* ABOUT THIS TASK
Only one span of the listing below is wanted: the lines from the one with "miss intermediate updates." through the one with "impl Default for Bm25Params", reproduced exactly, both ends kept.

* INPUT
------
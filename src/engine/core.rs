// src/engine/core.rs

//! Pure core runtime state machine.
//!
//! This module contains a synchronous, deterministic core that consumes
//! [`RuntimeEvent`]s and produces a list of commands describing what the IO
//! shell should do next. The async shell (`engine::runtime::Runtime`) is
//! responsible for reading events from channels and handing scheduled tasks
//! to the executor.
//!
//! The core has no channels, no Tokio types, and performs no IO, so it can
//! be driven directly in tests.

use tracing::{debug, warn};

use crate::dag::{ScheduledTask, Scheduler, SchedulerStep, TaskRunState};
use crate::engine::queue::TriggerQueue;
use crate::engine::{RuntimeEvent, RuntimeOptions, TaskName, TaskOutcome};

/// Command produced by the pure core, to be executed by the outer IO shell.
#[derive(Debug, Clone)]
pub enum CoreCommand {
    /// Send these tasks to the executor.
    DispatchTasks(Vec<ScheduledTask>),
    /// Request that the runtime loop exits.
    RequestExit,
}

/// Decision returned by the core after handling a single [`RuntimeEvent`].
#[derive(Debug, Clone)]
pub struct CoreStep {
    pub commands: Vec<CoreCommand>,
    /// Whether the outer runtime loop should keep running.
    pub keep_running: bool,
}

impl CoreStep {
    fn running(commands: Vec<CoreCommand>) -> Self {
        Self {
            commands,
            keep_running: true,
        }
    }
}

/// Pure core runtime state: the scheduler, the trigger queue and options.
#[derive(Debug)]
pub struct CoreRuntime {
    scheduler: Scheduler,
    queue: TriggerQueue,
    options: RuntimeOptions,
    /// Tasks that failed at any point in the session.
    failed: Vec<TaskName>,
    /// Set once a shutdown event has been consumed.
    shutdown_requested: bool,
}

impl CoreRuntime {
    pub fn new(scheduler: Scheduler, options: RuntimeOptions) -> Self {
        Self {
            scheduler,
            queue: TriggerQueue::new(),
            options,
            failed: Vec::new(),
            shutdown_requested: false,
        }
    }

    /// Expose whether the scheduler is idle (for tests).
    pub fn is_idle(&self) -> bool {
        self.scheduler.is_idle()
    }

    /// Expose queue emptiness (for tests).
    pub fn queue_is_empty(&self) -> bool {
        self.queue.is_empty()
    }

    /// Tasks that failed during the session.
    pub fn failed_tasks(&self) -> &[TaskName] {
        &self.failed
    }

    /// Whether the loop ended because the operator asked it to.
    pub fn shutdown_was_requested(&self) -> bool {
        self.shutdown_requested
    }

    /// Handle a single runtime event, updating core state and returning the
    /// resulting commands for the IO shell.
    pub fn step(&mut self, event: RuntimeEvent) -> CoreStep {
        match event {
            RuntimeEvent::TaskTriggered { task, reason } => {
                debug!(task = %task, ?reason, "core: trigger");
                self.handle_trigger(task)
            }
            RuntimeEvent::ServiceStarted { task } => {
                let step = self.scheduler.step_service_started(&task);
                self.after_scheduler_step(step, true)
            }
            RuntimeEvent::TaskCompleted { task, outcome } => {
                let fatal =
                    self.scheduler.is_service(&task) && outcome == TaskOutcome::Failed;
                let step = self.scheduler.step_completion(&task, outcome);
                if outcome == TaskOutcome::Failed {
                    self.failed.push(task.clone());
                }
                if fatal {
                    warn!(task = %task, "service died; ending session");
                    let mut core_step = self.after_scheduler_step(step, false);
                    core_step.commands.push(CoreCommand::RequestExit);
                    core_step.keep_running = false;
                    return core_step;
                }
                self.after_scheduler_step(step, true)
            }
            RuntimeEvent::ShutdownRequested => {
                self.shutdown_requested = true;
                CoreStep {
                    commands: Vec::new(),
                    keep_running: false,
                }
            }
        }
    }

    /// Trigger handling:
    /// - scheduler idle: start a fresh run seeded with this trigger
    /// - task already participating in the active run: queue the trigger for
    ///   a later run (one recompilation per change event)
    /// - task not in the active run: merge it into the run immediately
    fn handle_trigger(&mut self, task: TaskName) -> CoreStep {
        if self.scheduler.is_idle() {
            self.scheduler.start_new_run();
            let step = self.scheduler.step_trigger(&task);
            return self.after_scheduler_step(step, true);
        }

        match self.scheduler.run_state_of(&task) {
            None => {
                warn!(task = %task, "trigger for unknown task; ignoring");
                CoreStep::running(Vec::new())
            }
            Some(TaskRunState::NotInRun) => {
                let step = self.scheduler.step_trigger(&task);
                self.after_scheduler_step(step, true)
            }
            Some(_already_in_run) => {
                self.queue.record_trigger(&task);
                CoreStep::running(Vec::new())
            }
        }
    }

    /// Shared post-processing for scheduler steps: dispatch newly ready
    /// tasks, replay one queued trigger once idle, and decide whether the
    /// loop may exit.
    fn after_scheduler_step(&mut self, step: SchedulerStep, allow_exit: bool) -> CoreStep {
        let mut commands = Vec::new();

        if !step.newly_scheduled.is_empty() {
            commands.push(CoreCommand::DispatchTasks(step.newly_scheduled));
        }

        // A replayed trigger may be satisfied in place (started service) and
        // finish its run immediately, so keep draining until a run sticks.
        while self.scheduler.is_idle() {
            let Some(task) = self.queue.pop_next() else { break };
            debug!(task = %task, remaining = self.queue.len(), "replaying queued trigger");
            self.scheduler.start_new_run();
            let replay = self.scheduler.step_trigger(&task);
            if !replay.newly_scheduled.is_empty() {
                commands.push(CoreCommand::DispatchTasks(replay.newly_scheduled));
            }
        }

        if allow_exit
            && self.options.exit_when_idle
            && self.scheduler.is_idle()
            && self.queue.is_empty()
        {
            commands.push(CoreCommand::RequestExit);
            return CoreStep {
                commands,
                keep_running: false,
            };
        }

        CoreStep::running(commands)
    }
}
// src/reload/hub.rs

//! Broadcast hub connecting the compile pipeline to WebSocket clients.

use std::path::Path;

use tokio::sync::broadcast;
use tracing::debug;

use crate::reload::message::ReloadMessage;
use crate::styles::ChangeNotifier;

/// Capacity of the broadcast channel; slow clients that lag behind simply
/// miss intermediate updates.
const CHANNEL_CAPACITY: usize = 64;

/// Fan-out point for live-reload messages.
///
/// Cheap to clone; all clones publish into the same channel. Publishing with
/// no connected clients is a no-op, so one-off compile runs work unchanged.
#[derive(Debug, Clone)]
pub struct ReloadHub {
    tx: broadcast::Sender<ReloadMessage>,
}

impl ReloadHub {
    pub fn new() -> Self {
        let (tx, _) = broadcast::channel(CHANNEL_CAPACITY);
        Self { tx }
    }

    /// Subscribe a new client.
    pub fn subscribe(&self) -> broadcast::Receiver<ReloadMessage> {
        self.tx.subscribe()
    }

    /// Number of currently connected receivers.
    pub fn client_count(&self) -> usize {
        self.tx.receiver_count()
    }

    /// Publish a message to every connected client.
    pub fn publish(&self, msg: ReloadMessage) {
        match self.tx.send(msg) {
            Ok(receivers) => debug!(receivers, "reload message published"),
            Err(_) => debug!("reload message dropped; no connected clients"),
        }
    }
}

impl Default for ReloadHub {
    fn default() -> Self {
        Self::new()
    }
}

impl ChangeNotifier for ReloadHub {
    fn stylesheet_updated(&self, name: &str, css: &str) {
        self.publish(ReloadMessage::css(name, css));
    }

    fn compile_failed(&self, path: &Path, message: &str) {
        self.publish(ReloadMessage::error(
            path.display().to_string(),
            message,
        ));
    }
}
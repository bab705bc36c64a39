//! BM25 lexical index: postings, doc-length table, IDF, scoring.
//!
//! Grounded on `velesdb-core::Bm25Index` (inverted index + doc-length
//! bookkeeping, Lucene-style smooth IDF, the BM25 term-score formula), with
//! the Roaring-bitmap posting-list optimization dropped — this crate's
//! document ids are 128-bit `Uuid`s rather than the `u32`s that
//! optimization requires, and nothing here calls for the extra dependency.

use std::collections::HashMap;
use uuid::Uuid;

use crate::tokenizer::tokenize;

#[derive(Debug, Clone, Copy)]
pub struct Bm25Params {
    /// Term frequency saturation parameter.
    pub k1: f32,
    /// Document length normalization parameter.
    pub b: f32,
}

impl Default for Bm25Params {
    fn default() -> Self {
        Self { k1: 1.2, b: 0.75 }
    }
}

/// Inverted index over document text, scored with BM25.
///
/// All operations here run synchronously relative to the owning facade —
/// this type holds no lock of its own and is never shared across threads
/// directly; `facade.rs` is the single owner.
#[derive(Default)]
pub struct Bm25Index {
    params: Bm25Params,
    /// term -> (doc_id -> term frequency in that document)
    postings: HashMap<String, HashMap<Uuid, u32>>,
    doc_lengths: HashMap<Uuid, u32>,
    avg_doc_length: f32,
}

impl Bm25Index {
    pub fn new(params: Bm25Params) -> Self {
        Self {
            params,
            postings: HashMap::new(),
            doc_lengths: HashMap::new(),
            avg_doc_length: 0.0,
        }
    }

    pub fn len(&self) -> usize {
        self.doc_lengths.len()
    }

    pub fn is_empty(&self) -> bool {
        self.doc_lengths.is_empty()
    }

    pub fn contains(&self, doc_id: &Uuid) -> bool {
        self.doc_lengths.contains_key(doc_id)
    }

    /// Tokenizes `text` and indexes it under `doc_id`. Re-indexing an id
    /// that is already present first removes its prior postings — callers
    /// that want update semantics should call `remove` then `index`
    /// explicitly (this mirrors the facade's delete-then-add update path),
    /// but this method is defensive against being called twice for the
    /// same id.
    pub fn index(&mut self, doc_id: Uuid, text: &str) {
        if self.doc_lengths.contains_key(&doc_id) {
            self.remove(doc_id);
        }

        let tokens = tokenize(text);
        let doc_length = tokens.len() as u32;

        let mut term_freqs: HashMap<String, u32> = HashMap::new();
        for token in tokens {
            *term_freqs.entry(token).or_insert(0) += 1;
        }

        for (term, freq) in term_freqs {
            self.postings.entry(term).or_default().insert(doc_id, freq);
        }

        self.doc_lengths.insert(doc_id, doc_length);
        self.recompute_avg_doc_length();
    }

    /// Removes all postings and length data for `doc_id`. No-op if absent.
    pub fn remove(&mut self, doc_id: Uuid) {
        if self.doc_lengths.remove(&doc_id).is_none() {
            return;
        }

        self.postings.retain(|_, docs| {
            docs.remove(&doc_id);
            !docs.is_empty()
        });

        self.recompute_avg_doc_length();
    }

    fn recompute_avg_doc_length(&mut self) {
        if self.doc_lengths.is_empty() {
            self.avg_doc_length = 0.0;
            return;
        }
        let total: u64 = self.doc_lengths.values().map(|&l| l as u64).sum();
        self.avg_doc_length = total as f32 / self.doc_lengths.len() as f32;
    }

    /// Lucene-style smooth IDF: `ln(1 + (N - n(t) + 0.5) / (n(t) + 0.5))`.
    /// Always non-negative.
    fn idf(&self, term: &str) -> f32 {
        let n = self.doc_lengths.len() as f32;
        let n_t = self.postings.get(term).map_or(0, |docs| docs.len()) as f32;
        (1.0 + (n - n_t + 0.5) / (n_t + 0.5)).ln().max(0.0)
    }

    /// BM25 score of `doc_id` against `query_tokens`. Terms not present in
    /// the document contribute zero, so this is dominated by a hash lookup
    /// per query term for the common no-overlap case.
    pub fn score(&self, query_tokens: &[String], doc_id: &Uuid) -> f32 {
        let Some(&doc_len) = self.doc_lengths.get(doc_id) else {
            return 0.0;
        };
        let avg_len = if self.avg_doc_length > 0.0 {
            self.avg_doc_length
        } else {
            1.0
        };
        let len_norm = 1.0 - self.params.b + self.params.b * (doc_len as f32) / avg_len;

        let mut seen = std::collections::HashSet::new();
        let mut score = 0.0f32;
        for term in query_tokens {
            if !seen.insert(term.as_str()) {
                continue;
            }
            let freq = self
                .postings
                .get(term)
                .and_then(|docs| docs.get(doc_id))
                .copied()
                .unwrap_or(0) as f32;
            if freq == 0.0 {
                continue;
            }
            let idf = self.idf(term);
            score += idf * (freq * (self.params.k1 + 1.0))
                / (freq + self.params.k1 * len_norm);
        }
        score
    }
}

#[cfg(test)]
mod tests {
    use super::*;

    fn uuid(n: u128) -> Uuid {
        Uuid::from_u128(n)
    }

    #[test]
    fn indexing_then_removing_restores_empty_state() {
        let mut idx = Bm25Index::new(Bm25Params::default());
        let id = uuid(1);
        idx.index(id, "vector search engine");
        assert_eq!(idx.len(), 1);
        idx.remove(id);
        assert_eq!(idx.len(), 0);
        assert!(idx.is_empty());
    }

    #[test]
    fn score_is_zero_when_no_terms_overlap() {
        let mut idx = Bm25Index::new(Bm25Params::default());
        let id = uuid(1);
        idx.index(id, "apples and oranges");
        let query = tokenize("vector search");
        assert_eq!(idx.score(&query, &id), 0.0);
    }

    #[test]
    fn repeating_a_matching_term_never_decreases_score() {
        let mut idx = Bm25Index::new(Bm25Params::default());
        let a = uuid(1);
        let b = uuid(2);
        idx.index(a, "vector vector vector search engine");
        idx.index(b, "vector search engine");

        let query = tokenize("vector");
        let score_a = idx.score(&query, &a);
        let score_b = idx.score(&query, &b);
        assert!(score_a >= score_b);
    }

    #[test]
    fn idf_is_non_negative_for_common_terms() {
        let mut idx = Bm25Index::new(Bm25Params::default());
        for n in 0..10u128 {
            idx.index(uuid(n), "the common word appears everywhere");
        }
        let query = tokenize("common");
        for n in 0..10u128 {
            assert!(idx.score(&query, &uuid(n)) >= 0.0);
        }
    }

    #[test]
    fn removing_unknown_id_is_a_no_op() {
        let mut idx = Bm25Index::new(Bm25Params::default());
        idx.remove(uuid(999));
        assert!(idx.is_empty());
    }

    #[test]
    fn reindexing_same_id_replaces_previous_postings() {
        let mut idx = Bm25Index::new(Bm25Params::default());
        let id = uuid(1);
        idx.index(id, "apples");
        idx.index(id, "oranges");
        assert_eq!(idx.len(), 1);
        let apple_query = tokenize("apples");
        assert_eq!(idx.score(&apple_query, &id), 0.0);
        let orange_query = tokenize("oranges");
        assert!(idx.score(&orange_query, &id) > 0.0);
    }
}
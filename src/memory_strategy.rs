//! Resolves `MemoryStrategy` into an effective mode at each operation
//! boundary, and performs the indexed path's bounded-concurrency candidate
//! hydration.
//!
//! Grounded on the pack's layered cache/index/storage dispatch idiom (e.g.
//! `search_provider.rs`'s `LayerSearchStats` three-tier model, collapsed
//! here to two tiers) and on `vector_kb`'s comment discipline around not
//! holding a sync lock across an `.await` — the hydration loop below never
//! holds the facade's lock while waiting on storage I/O.

use std::sync::Arc;

use tokio::sync::Semaphore;
use tokio::task::JoinSet;
use tracing::warn;
use uuid::Uuid;

use crate::config::MemoryStrategy;
use crate::document::Document;
use crate::storage::{IndexedStorageProvider, StorageProvider};

/// The mode actually in effect for a given operation, after resolving
/// `MemoryStrategy::Automatic`'s threshold and any silent degrade when the
/// storage provider doesn't implement `IndexedStorageProvider`.
#[derive(Debug, Clone, Copy, PartialEq, Eq)]
pub enum EffectiveMode {
    FullMemory,
    Indexed {
        candidate_multiplier: usize,
        batch_size: usize,
        max_concurrent_batches: usize,
    },
}

/// Resolves `strategy` given the current live document count and whether
/// the storage provider backing this instance supports indexed candidate
/// generation. Automatic mode is evaluated fresh on every call — cheap,
/// and keeps behavior consistent whether a caller is crossing the
/// threshold upward or downward.
pub fn resolve(strategy: &MemoryStrategy, live_count: usize, storage_is_indexed: bool) -> EffectiveMode {
    let requested = match strategy {
        MemoryStrategy::FullMemory => EffectiveMode::FullMemory,
        MemoryStrategy::Indexed {
            candidate_multiplier,
            batch_size,
            max_concurrent_batches,
        } => EffectiveMode::Indexed {
            candidate_multiplier: *candidate_multiplier,
            batch_size: *batch_size,
            max_concurrent_batches: *max_concurrent_batches,
        },
        MemoryStrategy::Automatic {
            threshold,
            candidate_multiplier,
            batch_size,
            max_concurrent_batches,
        } => {
            if live_count <= *threshold {
                EffectiveMode::FullMemory
            } else {
                EffectiveMode::Indexed {
                    candidate_multiplier: *candidate_multiplier,
                    batch_size: *batch_size,
                    max_concurrent_batches: *max_concurrent_batches,
                }
            }
        }
    };

    match requested {
        EffectiveMode::Indexed { .. } if !storage_is_indexed => EffectiveMode::FullMemory,
        other => other,
    }
}

/// Asks `storage` for up to `candidate_multiplier * k` candidate ids for
/// `query_vec`.
pub async fn candidate_ids<S: IndexedStorageProvider + ?Sized>(
    storage: &S,
    query_vec: &[f32],
    k: usize,
    candidate_multiplier: usize,
) -> crate::error::Result<Vec<Uuid>> {
    storage
        .candidate_ids(query_vec, k.saturating_mul(candidate_multiplier))
        .await
}

/// Loads every id in `missing` (the caller is responsible for filtering out
/// ids already hydrated — this keeps the hydration future free of any
/// borrow on the caller's document store across its `.await` points), in
/// batches of `batch_size`, with at most `max_concurrent_batches` batches
/// in flight at once. A load failure for one candidate drops that
/// candidate silently (logged, never surfaced) rather than failing the
/// whole search.
pub async fn hydrate_missing(
    storage: Arc<dyn StorageProvider>,
    missing: &[Uuid],
    batch_size: usize,
    max_concurrent_batches: usize,
) -> Vec<Document> {
    if missing.is_empty() {
        return Vec::new();
    }

    let semaphore = Arc::new(Semaphore::new(max_concurrent_batches.max(1)));
    let mut batches = JoinSet::new();

    for chunk in missing.chunks(batch_size.max(1)) {
        let chunk = chunk.to_vec();
        let storage = Arc::clone(&storage);
        let semaphore = Arc::clone(&semaphore);
        batches.spawn(async move {
            // Acquiring the permit before doing any I/O bounds the number
            // of batches in flight rather than the number of individual
            // loads — `max_concurrent_batches` bounds batches, not loads.
            let _permit = semaphore.acquire_owned().await.expect("semaphore not closed");
            let mut hydrated = Vec::with_capacity(chunk.len());
            for id in chunk {
                match storage.load(id).await {
                    Ok(doc) => hydrated.push(doc),
                    Err(e) => warn!(document_id = %id, error = %e, "candidate hydration failed, dropping from results"),
                }
            }
            hydrated
        });
    }

    let mut out = Vec::new();
    while let Some(result) = batches.join_next().await {
        match result {
            Ok(docs) => out.extend(docs),
            Err(e) => warn!(error = %e, "hydration batch task panicked"),
        }
    }
    out
}
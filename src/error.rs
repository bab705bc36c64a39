//! Error taxonomy for VecturaKit.
//!
//! Validation errors short-circuit before any state mutation; embedder and
//! storage errors propagate to the caller as-is. See `facade.rs` for the
//! propagation policy around partial failures during batched operations.

use uuid::Uuid;

#[derive(Debug, thiserror::Error)]
pub enum VecturaError {
    #[error("dimension mismatch: expected {expected}, got {got}")]
    DimensionMismatch { expected: usize, got: usize },

    #[error("invalid input: {reason}")]
    InvalidInput { reason: String },

    #[error("document not found: {id}")]
    DocumentNotFound { id: Uuid },

    #[error("failed to load {} document(s) from storage: {}", failures.len(), summarize(failures))]
    LoadFailed { failures: Vec<(String, String)> },

    #[error("embedding failed for {text:?}: {reason}")]
    EmbeddingFailed { text: String, reason: String },

    #[error("storage operation {operation} failed: {reason}")]
    StorageFailed { operation: String, reason: String },
}

fn summarize(failures: &[(String, String)]) -> String {
    failures
        .iter()
        .map(|(id, reason)| format!("{id}: {reason}"))
        .collect::<Vec<_>>()
        .join("; ")
}

pub type Result<T> = std::result::Result<T, VecturaError>;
------
* ANSWER BELOW
/// miss intermediate updates.
const CHANNEL_CAPACITY: usize = 64;

/// Fan-out point for live-reload messages.
///
/// Cheap to clone; all clones publish into the same channel. Publishing with
/// no connected clients is a no-op, so one-off compile runs work unchanged.
#[derive(Debug, Clone)]
pub struct ReloadHub {
    tx: broadcast::Sender<ReloadMessage>,
}

impl ReloadHub {
    pub fn new() -> Self {
        let (tx, _) = broadcast::channel(CHANNEL_CAPACITY);
        Self { tx }
    }

    /// Subscribe a new client.
    pub fn subscribe(&self) -> broadcast::Receiver<ReloadMessage> {
        self.tx.subscribe()
    }

    /// Number of currently connected receivers.
    pub fn client_count(&self) -> usize {
        self.tx.receiver_count()
    }

    /// Publish a message to every connected client.
    pub fn publish(&self, msg: ReloadMessage) {
        match self.tx.send(msg) {
            Ok(receivers) => debug!(receivers, "reload message published"),
            Err(_) => debug!("reload message dropped; no connected clients"),
        }
    }
}

impl Default for ReloadHub {
    fn default() -> Self {
        Self::new()
    }
}

impl ChangeNotifier for ReloadHub {
    fn stylesheet_updated(&self, name: &str, css: &str) {
        self.publish(ReloadMessage::css(name, css));
    }

    fn compile_failed(&self, path: &Path, message: &str) {
        self.publish(ReloadMessage::error(
            path.display().to_string(),
            message,
        ));
    }
}
repository bab705bc36c64a39
//! BM25 lexical index: postings, doc-length table, IDF, scoring.
//!
//! Grounded on `velesdb-core::Bm25Index` (inverted index + doc-length
//! bookkeeping, Lucene-style smooth IDF, the BM25 term-score formula), with
//! the Roaring-bitmap posting-list optimization dropped — this crate's
//! document ids are 128-bit `Uuid`s rather than the `u32`s that
//! optimization requires, and nothing here calls for the extra dependency.

use std::collections::HashMap;
use uuid::Uuid;

use crate::tokenizer::tokenize;

#[derive(Debug, Clone, Copy)]
pub struct Bm25Params {
    /// Term frequency saturation parameter.
    pub k1: f32,
    /// Document length normalization parameter.
    pub b: f32,
}

impl Default for Bm25Params {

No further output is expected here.